Abstract
Purpose :
The alterations brain function of short range functional connectivity density (IFCD) and long range functional connectivity density (longFCD) in monocular blind (MB) patients have not been studied by any researches. Resting-state functional connectivity (rsFC) analysis is an effective means to measure the spontaneous functional organization. The purpose of this paper is to determine the FCD differences between the MB patients and normal controls (NCs) via rsFC method.
Methods :
Totally 32 MB patients (18 males and 14 females), and the same number of NCs (18 males and 14 females) with matched sex, age and education conditions received a functional MRI scans at the resting state. The IFCD and longFCD were compared by one sample t test. The MB patients were distinguishable from the NCs by receiver operating characteristic (ROC) curves.
Results :
Compared with NCs, significant increased IFCD value were found in both Superior Frontal Gyrus, left Inferior Frontal Gyrus, right Inferior Parietal Lobule (IPL), increased longFCD value were found in left SFG. Significant reduced IFCD value were found in left Cerebellum Posterior Lobe (CPL), bilateral Thalamus, right Lingual Gyrus, and right Anterior Cingulate.

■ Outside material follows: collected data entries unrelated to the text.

use bevy::prelude::*;

/// Main application states controlling game flow.
#[derive(States, Debug, Clone, Copy, PartialEq, Eq, Hash, Default)]
pub enum AppState {
    /// Character record is being read from disk.
    #[default]
    LoadingAccount,
    InGame,
}
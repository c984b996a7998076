use bevy::prelude::*;

use super::cursor::CursorLock;
use super::input::MouseAxes;
use super::rig::{
    first_person_turn, CameraAnchors, CameraAttachment, OrbitStep, PlayerCamera, RigError, RigPart,
};
use crate::player::{ControllerState, Player, PlayerCharacterController};
use crate::settings::CameraSettings;

fn set_fov(projection: &mut Projection, degrees: f32) {
    if let Projection::Perspective(perspective) = projection {
        perspective.fov = degrees.to_radians();
    }
}

/// Positions the camera after the character has moved this frame.
///
/// Anchors are children of the body, so their world pose is rebuilt from the
/// body's current `Transform` instead of last frame's `GlobalTransform`.
pub fn update_camera(
    time: Res<Time>,
    axes: Res<MouseAxes>,
    cursor: Res<CursorLock>,
    settings: Res<CameraSettings>,
    mut cameras: Query<
        (&mut PlayerCamera, &CameraAnchors, &mut Transform, &mut Projection),
        Without<Player>,
    >,
    mut bodies: Query<(&mut PlayerCharacterController, &mut Transform), With<Player>>,
    anchors: Query<&Transform, (Without<Player>, Without<PlayerCamera>)>,
) {
    let delta_secs = time.delta_secs();

    for (mut camera, rig, mut camera_transform, mut projection) in cameras.iter_mut() {
        let Ok((mut controller, mut body)) = bodies.get_mut(rig.body) else {
            continue;
        };
        let (Ok(head), Ok(look_target), Ok(orbit_target)) = (
            anchors.get(rig.head),
            anchors.get(rig.look_target),
            anchors.get(rig.orbit_target),
        ) else {
            continue;
        };

        let head_world = body.mul_transform(*head);

        match controller.state {
            ControllerState::ThirdPersonMode => {
                if cursor.is_locked() && camera.orbit(&axes, &settings) == OrbitStep::EnterFirstPerson {
                    let look_world = body.transform_point(look_target.translation);
                    camera.attach_to_head(&head_world, look_world);
                    set_fov(&mut projection, settings.first_person_fov);
                    controller.state = ControllerState::FirstPersonMode;
                    info!("Camera switched to first person");
                }
            }
            ControllerState::FirstPersonMode => {
                if cursor.is_locked() {
                    camera.look_vertical(axes.y, delta_secs, &settings);
                    body.rotate(first_person_turn(axes.x, delta_secs, &settings));

                    if axes.scroll < 0.0 {
                        let current = camera.head_pose(&body.mul_transform(*head));
                        camera.detach_to_orbit(current.rotation, &settings);
                        set_fov(&mut projection, settings.third_person_fov);
                        controller.state = ControllerState::ThirdPersonMode;
                        info!("Camera switched to third person");
                    }
                }
            }
            ControllerState::Disabled => continue,
        }

        *camera_transform = match camera.attachment {
            CameraAttachment::Head => camera.head_pose(&body.mul_transform(*head)),
            CameraAttachment::OrbitTarget => {
                camera.orbit_pose(body.transform_point(orbit_target.translation))
            }
        };
    }
}

/// Fails fast when the player camera points at entities that do not exist.
pub fn verify_camera_rig(
    cameras: Query<&CameraAnchors, With<PlayerCamera>>,
    bodies: Query<(), (With<Player>, With<PlayerCharacterController>, With<Transform>)>,
    anchors: Query<(), With<Transform>>,
    mut exit: EventWriter<AppExit>,
) {
    let result = match cameras.get_single() {
        Ok(rig) => rig.validate(|part, entity| match part {
            RigPart::CharacterController => bodies.contains(entity),
            _ => anchors.contains(entity),
        }),
        Err(_) => Err(RigError::CameraCount),
    };

    match result {
        Ok(()) => info!("Camera rig ready"),
        Err(err) => {
            error!("Camera rig misconfigured: {err}");
            exit.send(AppExit::error());
        }
    }
}

#[cfg(test)]
mod tests {
    use super::*;
    use crate::player::{HEAD_OFFSET, LOOK_TARGET_OFFSET, ORBIT_TARGET_OFFSET};

    struct Rig {
        body: Entity,
        camera: Entity,
    }

    fn camera_app(state: ControllerState, camera: PlayerCamera) -> (App, Rig) {
        let mut app = App::new();
        app.init_resource::<Time>()
            .init_resource::<MouseAxes>()
            .init_resource::<CursorLock>()
            .init_resource::<CameraSettings>()
            .add_systems(Update, update_camera);

        let world = app.world_mut();
        let body = world
            .spawn((
                Player,
                PlayerCharacterController::new(state),
                Transform::from_xyz(0.0, 0.9, 0.0),
            ))
            .id();
        let head = world.spawn(Transform::from_translation(HEAD_OFFSET)).id();
        let look_target = world.spawn(Transform::from_translation(LOOK_TARGET_OFFSET)).id();
        let orbit_target = world.spawn(Transform::from_translation(ORBIT_TARGET_OFFSET)).id();
        let camera = world
            .spawn((
                camera,
                CameraAnchors {
                    body,
                    head,
                    look_target,
                    orbit_target,
                },
                Transform::default(),
                Projection::Perspective(PerspectiveProjection::default()),
            ))
            .id();

        (app, Rig { body, camera })
    }

    fn set_scroll(app: &mut App, scroll: f32) {
        app.world_mut().resource_mut::<MouseAxes>().scroll = scroll;
    }

    fn state(app: &App, rig: &Rig) -> ControllerState {
        app.world().get::<PlayerCharacterController>(rig.body).unwrap().state
    }

    fn fov_degrees(app: &App, rig: &Rig) -> f32 {
        match app.world().get::<Projection>(rig.camera).unwrap() {
            Projection::Perspective(perspective) => perspective.fov.to_degrees(),
            _ => panic!("expected a perspective projection"),
        }
    }

    #[test]
    fn zoom_in_past_minimum_attaches_to_head() {
        let (mut app, rig) = camera_app(ControllerState::ThirdPersonMode, PlayerCamera::new(1.2));
        set_scroll(&mut app, 0.1);
        app.update();

        assert_eq!(state(&app, &rig), ControllerState::FirstPersonMode);
        assert!((fov_degrees(&app, &rig) - 90.0).abs() < 1e-3);
        let transform = app.world().get::<Transform>(rig.camera).unwrap();
        let expected = Vec3::new(0.0, 0.9, 0.0) + HEAD_OFFSET;
        assert!(transform.translation.abs_diff_eq(expected, 1e-4));
    }

    #[test]
    fn third_person_tracks_orbit_target() {
        let (mut app, rig) = camera_app(ControllerState::ThirdPersonMode, PlayerCamera::new(3.5));
        set_scroll(&mut app, 0.1);
        app.update();

        assert_eq!(state(&app, &rig), ControllerState::ThirdPersonMode);
        let camera = app.world().get::<PlayerCamera>(rig.camera).unwrap();
        assert!((camera.distance - 3.0).abs() < 1e-4);
        let transform = app.world().get::<Transform>(rig.camera).unwrap();
        let target = Vec3::new(0.0, 0.9, 0.0) + ORBIT_TARGET_OFFSET;
        assert!(transform.translation.abs_diff_eq(target + Vec3::new(0.0, 0.0, 3.0), 1e-4));
    }

    #[test]
    fn any_negative_scroll_leaves_first_person() {
        let (mut app, rig) = camera_app(ControllerState::FirstPersonMode, PlayerCamera::new(1.2));

        app.update();
        assert_eq!(state(&app, &rig), ControllerState::FirstPersonMode);

        set_scroll(&mut app, -0.001);
        app.update();
        assert_eq!(state(&app, &rig), ControllerState::ThirdPersonMode);
        assert!((fov_degrees(&app, &rig) - 70.0).abs() < 1e-3);
    }

    #[test]
    fn positive_scroll_keeps_first_person() {
        let (mut app, rig) = camera_app(ControllerState::FirstPersonMode, PlayerCamera::new(1.2));
        app.world_mut().get_mut::<PlayerCamera>(rig.camera).unwrap().attachment = CameraAttachment::Head;

        set_scroll(&mut app, 0.5);
        app.update();
        assert_eq!(state(&app, &rig), ControllerState::FirstPersonMode);
        let camera = app.world().get::<PlayerCamera>(rig.camera).unwrap();
        assert_eq!(camera.attachment, CameraAttachment::Head);
        assert!((camera.distance - 1.2).abs() < 1e-4);
    }

    #[test]
    fn unlocked_cursor_ignores_scroll() {
        let (mut app, rig) = camera_app(ControllerState::FirstPersonMode, PlayerCamera::new(1.2));
        // Unlock against a detached controller so the body stays in first person
        let mut detached = PlayerCharacterController::new(ControllerState::FirstPersonMode);
        app.world_mut().resource_mut::<CursorLock>().toggle(&mut detached);
        set_scroll(&mut app, -1.0);
        app.update();
        assert_eq!(state(&app, &rig), ControllerState::FirstPersonMode);
    }

    #[test]
    fn disabled_character_freezes_camera() {
        let (mut app, rig) = camera_app(ControllerState::Disabled, PlayerCamera::new(3.5));
        set_scroll(&mut app, 1.0);
        app.update();
        let transform = app.world().get::<Transform>(rig.camera).unwrap();
        assert_eq!(*transform, Transform::default());
    }

    #[test]
    fn missing_anchor_requests_exit() {
        let mut app = App::new();
        app.add_event::<AppExit>().add_systems(Update, verify_camera_rig);
        let body = app
            .world_mut()
            .spawn((Player, PlayerCharacterController::default(), Transform::default()))
            .id();
        app.world_mut().spawn((
            PlayerCamera::new(3.5),
            CameraAnchors {
                body,
                head: body,
                look_target: Entity::from_raw(999),
                orbit_target: body,
            },
        ));
        app.update();

        assert!(app.should_exit().is_some_and(|exit| exit.is_error()));
    }
}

Significant reduced longFCD value were found in right Middle Occipital Gyrus, right Cingulate Gyrus, and bilateral Cuneus.
Conclusions :
MB indicated increased binarized IFCD and long IFCD in chronic pain sensoring related brain areas, which might give an explanation of brain function compensation for the chronic eye pain disorders in MB patients. Reduced binarized IFCD and long IFCD in CPL, IPL may provide an explanation of vision loss.
This abstract was presented at the 2019 ARVO Annual Meeting, held in Vancouver, Canada, April 28 - May 2, 2019.